═══ Data section

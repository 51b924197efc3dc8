//! Simple Regenerating Code
//!
//! Locally repairable code: the data symbols are split into groups of
//! `local_degree` symbols, each group carries one XOR parity, and the
//! remaining parity budget holds Reed-Solomon parities over all data.
//!
//! ```text
//! [ local parities | RS parities | data group 0 | data group 1 | ... ]
//! ```
//!
//! A single erasure inside a group is rebuilt from the rest of the group, so
//! repairs read `local_degree` symbols instead of `stripe_size`. Anything the
//! groups cannot fix falls back to the Reed-Solomon parities, after which the
//! missing local parities are recomputed from their groups.
//!
//! Planning and decoding share one recovery closure (`propagate`): the
//! planner runs it symbolically to shrink the read set, the decoder runs it on
//! real values.

use std::sync::Arc;

use reed_solomon_erasure::galois_8::ReedSolomon;

use crate::ec::{check_encode_lengths, check_positions, too_many, ErasureCode};
use crate::error::{Error, Result};

/// Locally repairable code with XOR groups and Reed-Solomon global parities
pub struct SimpleRegeneratingCode {
    rs: Arc<ReedSolomon>,
    stripe_size: usize,
    parity_size: usize,
    local_degree: usize,
    groups: usize,
}

impl std::fmt::Debug for SimpleRegeneratingCode {
    fn fmt(&self, f: &mut std::fmt::Formatter<'_>) -> std::fmt::Result {
        f.debug_struct("SimpleRegeneratingCode")
            .field("stripe_size", &self.stripe_size)
            .field("parity_size", &self.parity_size)
            .field("local_degree", &self.local_degree)
            .field("groups", &self.groups)
            .finish()
    }
}

impl SimpleRegeneratingCode {
    /// Create a new code.
    ///
    /// `parity_size` must leave room for at least one Reed-Solomon parity
    /// after the `ceil(stripe_size / local_degree)` local parities.
    pub fn new(stripe_size: usize, parity_size: usize, local_degree: usize) -> Result<Self> {
        if stripe_size == 0 || local_degree == 0 {
            return Err(Error::InvalidEcConfig(
                "stripe_size and local_degree must be greater than 0".to_string(),
            ));
        }
        let groups = stripe_size.div_ceil(local_degree);
        if parity_size <= groups {
            return Err(Error::InvalidEcConfig(format!(
                "parity_size {} must exceed the {} local parities",
                parity_size, groups
            )));
        }

        let rs = ReedSolomon::new(stripe_size, parity_size - groups).map_err(|e| {
            Error::InvalidEcConfig(format!("Failed to create Reed-Solomon codec: {}", e))
        })?;

        Ok(Self {
            rs: Arc::new(rs),
            stripe_size,
            parity_size,
            local_degree,
            groups,
        })
    }

    /// Number of local groups
    pub fn groups(&self) -> usize {
        self.groups
    }

    /// Number of Reed-Solomon parities
    pub fn global_parities(&self) -> usize {
        self.parity_size - self.groups
    }

    /// Data positions of a local group
    fn group_data(&self, group: usize) -> std::ops::Range<usize> {
        let start = group * self.local_degree;
        let end = (start + self.local_degree).min(self.stripe_size);
        (self.parity_size + start)..(self.parity_size + end)
    }

    /// Local parity position followed by the group's data positions
    fn group_members(&self, group: usize) -> impl Iterator<Item = usize> {
        std::iter::once(group).chain(self.group_data(group))
    }

    /// Positions covered by the Reed-Solomon code, in library shard order
    fn global_positions(&self) -> impl Iterator<Item = usize> {
        (self.parity_size..self.total_size()).chain(self.groups..self.parity_size)
    }

    /// Fill in unknown positions until every target is known or nothing
    /// more can be derived. With `symbolic`, values are placeholders.
    fn propagate(&self, values: &mut [Option<u8>], targets: &[usize], symbolic: bool) -> Result<()> {
        loop {
            if targets.iter().all(|&t| values[t].is_some()) {
                return Ok(());
            }
            let mut progress = false;

            for group in 0..self.groups {
                let mut missing = self.group_members(group).filter(|&p| values[p].is_none());
                let (Some(only), None) = (missing.next(), missing.next()) else {
                    continue;
                };
                let xor = self
                    .group_members(group)
                    .filter(|&p| p != only)
                    .fold(0u8, |acc, p| acc ^ values[p].unwrap_or(0));
                values[only] = Some(xor);
                progress = true;
            }

            let global: Vec<usize> = self.global_positions().collect();
            let known = global.iter().filter(|&&p| values[p].is_some()).count();
            if known < global.len() && known >= self.stripe_size {
                if symbolic {
                    for &p in &global {
                        values[p].get_or_insert(0);
                    }
                } else {
                    let mut shards: Vec<Option<Vec<u8>>> =
                        global.iter().map(|&p| values[p].map(|v| vec![v])).collect();
                    self.rs
                        .reconstruct(&mut shards)
                        .map_err(|_| too_many(self, global.len() - known))?;
                    for (&p, shard) in global.iter().zip(shards) {
                        if let Some(shard) = shard {
                            values[p] = Some(shard[0]);
                        }
                    }
                }
                progress = true;
            }

            if !progress {
                return Ok(());
            }
        }
    }

    fn recoverable_from(&self, readable: &[bool], erased: &[usize]) -> bool {
        let mut values: Vec<Option<u8>> = readable.iter().map(|&r| r.then_some(0)).collect();
        self.propagate(&mut values, erased, true).is_ok()
            && erased.iter().all(|&p| values[p].is_some())
    }
}

impl ErasureCode for SimpleRegeneratingCode {
    fn stripe_size(&self) -> usize {
        self.stripe_size
    }

    fn parity_size(&self) -> usize {
        self.parity_size
    }

    fn correction_bound(&self) -> usize {
        self.global_parities()
    }

    fn encode(&self, data: &[u8], parity: &mut [u8]) -> Result<()> {
        check_encode_lengths(self, data, parity)?;

        for group in 0..self.groups {
            parity[group] = self
                .group_data(group)
                .fold(0u8, |acc, p| acc ^ data[p - self.parity_size]);
        }

        let mut shards: Vec<Vec<u8>> = data
            .iter()
            .map(|&b| vec![b])
            .chain((0..self.global_parities()).map(|_| vec![0u8]))
            .collect();
        self.rs
            .encode(&mut shards)
            .map_err(|e| Error::EcEncodingFailed(format!("Reed-Solomon encoding failed: {}", e)))?;

        for (slot, shard) in parity[self.groups..]
            .iter_mut()
            .zip(&shards[self.stripe_size..])
        {
            *slot = shard[0];
        }
        Ok(())
    }

    fn decode(
        &self,
        buffer: &[u8],
        erased: &[usize],
        erased_values: &mut [u8],
        to_read: &[usize],
        _not_to_read: &[usize],
    ) -> Result<()> {
        if erased.is_empty() {
            return Ok(());
        }
        check_positions(self, erased)?;
        check_positions(self, to_read)?;

        let mut values: Vec<Option<u8>> = vec![None; self.total_size()];
        for &p in to_read.iter().filter(|p| !erased.contains(*p)) {
            values[p] = Some(buffer[p]);
        }

        self.propagate(&mut values, erased, false)?;

        for (slot, &p) in erased_values.iter_mut().zip(erased) {
            *slot = values[p].ok_or_else(|| too_many(self, erased.len()))?;
        }
        Ok(())
    }

    fn locations_to_read_for_decode(&self, erased: &[usize]) -> Result<Vec<usize>> {
        check_positions(self, erased)?;
        if erased.is_empty() {
            return Ok((self.parity_size..self.total_size()).collect());
        }

        let mut readable = vec![true; self.total_size()];
        for &p in erased {
            readable[p] = false;
        }
        if !self.recoverable_from(&readable, erased) {
            let count = readable.iter().filter(|&&r| !r).count();
            return Err(too_many(self, count));
        }

        // Drop global parities first, then local parities, then data
        let drop_order = (self.groups..self.parity_size)
            .chain(0..self.groups)
            .chain(self.parity_size..self.total_size());
        for candidate in drop_order {
            if !readable[candidate] {
                continue;
            }
            readable[candidate] = false;
            if !self.recoverable_from(&readable, erased) {
                readable[candidate] = true;
            }
        }

        Ok((0..self.total_size()).filter(|&p| readable[p]).collect())
    }
}

#[cfg(test)]
mod tests {
    use super::*;
    use crate::ec::locations_not_to_read;

    fn stripe(code: &SimpleRegeneratingCode, data: &[u8]) -> Vec<u8> {
        let mut parity = vec![0u8; code.parity_size()];
        code.encode(data, &mut parity).unwrap();
        parity.into_iter().chain(data.iter().copied()).collect()
    }

    fn decode(code: &SimpleRegeneratingCode, full: &[u8], erased: &[usize]) -> Result<Vec<u8>> {
        let to_read = code.locations_to_read_for_decode(erased)?;
        let mut buffer = vec![0u8; full.len()];
        for &p in &to_read {
            buffer[p] = full[p];
        }
        let mut out = vec![0u8; erased.len()];
        code.decode(
            &buffer,
            erased,
            &mut out,
            &to_read,
            &locations_not_to_read(full.len(), &to_read),
        )?;
        Ok(out)
    }

    #[test]
    fn test_layout() {
        let code = SimpleRegeneratingCode::new(10, 6, 5).unwrap();
        assert_eq!(code.groups(), 2);
        assert_eq!(code.global_parities(), 4);
        assert_eq!(code.correction_bound(), 4);
        assert_eq!(code.group_data(0), 6..11);
        assert_eq!(code.group_data(1), 11..16);
    }

    #[test]
    fn test_invalid_config() {
        assert!(SimpleRegeneratingCode::new(10, 2, 5).is_err());
        assert!(SimpleRegeneratingCode::new(10, 6, 0).is_err());
        assert!(SimpleRegeneratingCode::new(0, 6, 5).is_err());
    }

    #[test]
    fn test_local_parity_is_group_xor() {
        let code = SimpleRegeneratingCode::new(4, 3, 2).unwrap();
        let full = stripe(&code, &[1, 2, 4, 8]);
        assert_eq!(full[0], 1 ^ 2);
        assert_eq!(full[1], 4 ^ 8);
    }

    #[test]
    fn test_single_erasure_reads_only_its_group() {
        let code = SimpleRegeneratingCode::new(10, 6, 5).unwrap();
        let locations = code.locations_to_read_for_decode(&[7]).unwrap();
        assert_eq!(locations, vec![0, 6, 8, 9, 10]);

        let data: Vec<u8> = (0..10).map(|i| 200 - i * 11).collect();
        let full = stripe(&code, &data);
        assert_eq!(decode(&code, &full, &[7]).unwrap(), vec![full[7]]);
    }

    #[test]
    fn test_double_erasure_in_group_uses_global_parities() {
        let code = SimpleRegeneratingCode::new(10, 6, 5).unwrap();
        let data: Vec<u8> = (0..10u32).map(|i| (i * 31 + 3) as u8).collect();
        let full = stripe(&code, &data);

        let erased = [6, 8];
        let locations = code.locations_to_read_for_decode(&erased).unwrap();
        assert_eq!(locations.len(), 10);
        assert_eq!(
            decode(&code, &full, &erased).unwrap(),
            vec![full[6], full[8]]
        );
    }

    #[test]
    fn test_any_four_erasures_recover() {
        let code = SimpleRegeneratingCode::new(10, 6, 5).unwrap();
        let data: Vec<u8> = (0..10).map(|i| (i * 97 + 13) as u8).collect();
        let full = stripe(&code, &data);

        for erased in [[0, 1, 2, 3], [6, 7, 8, 9], [0, 6, 11, 15], [4, 5, 10, 12]] {
            let expected: Vec<u8> = erased.iter().map(|&p| full[p]).collect();
            assert_eq!(decode(&code, &full, &erased).unwrap(), expected);
        }
    }

    #[test]
    fn test_five_erasures_in_one_group_fail() {
        let code = SimpleRegeneratingCode::new(10, 6, 5).unwrap();
        let err = code
            .locations_to_read_for_decode(&[6, 7, 8, 9, 10])
            .unwrap_err();
        assert!(err.is_unrecoverable_stripe());
    }
}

══════

▸ Your task
Copy exactly the stretch of data above from the line with "pub fn global_parities(&self)" through the line with "let start = group", and omit all other lines.

▸ Solution to this task
    pub fn global_parities(&self) -> usize {
        self.parity_size - self.groups
    }

    /// Data positions of a local group
    fn group_data(&self, group: usize) -> std::ops::Range<usize> {
        let start = group * self.local_degree;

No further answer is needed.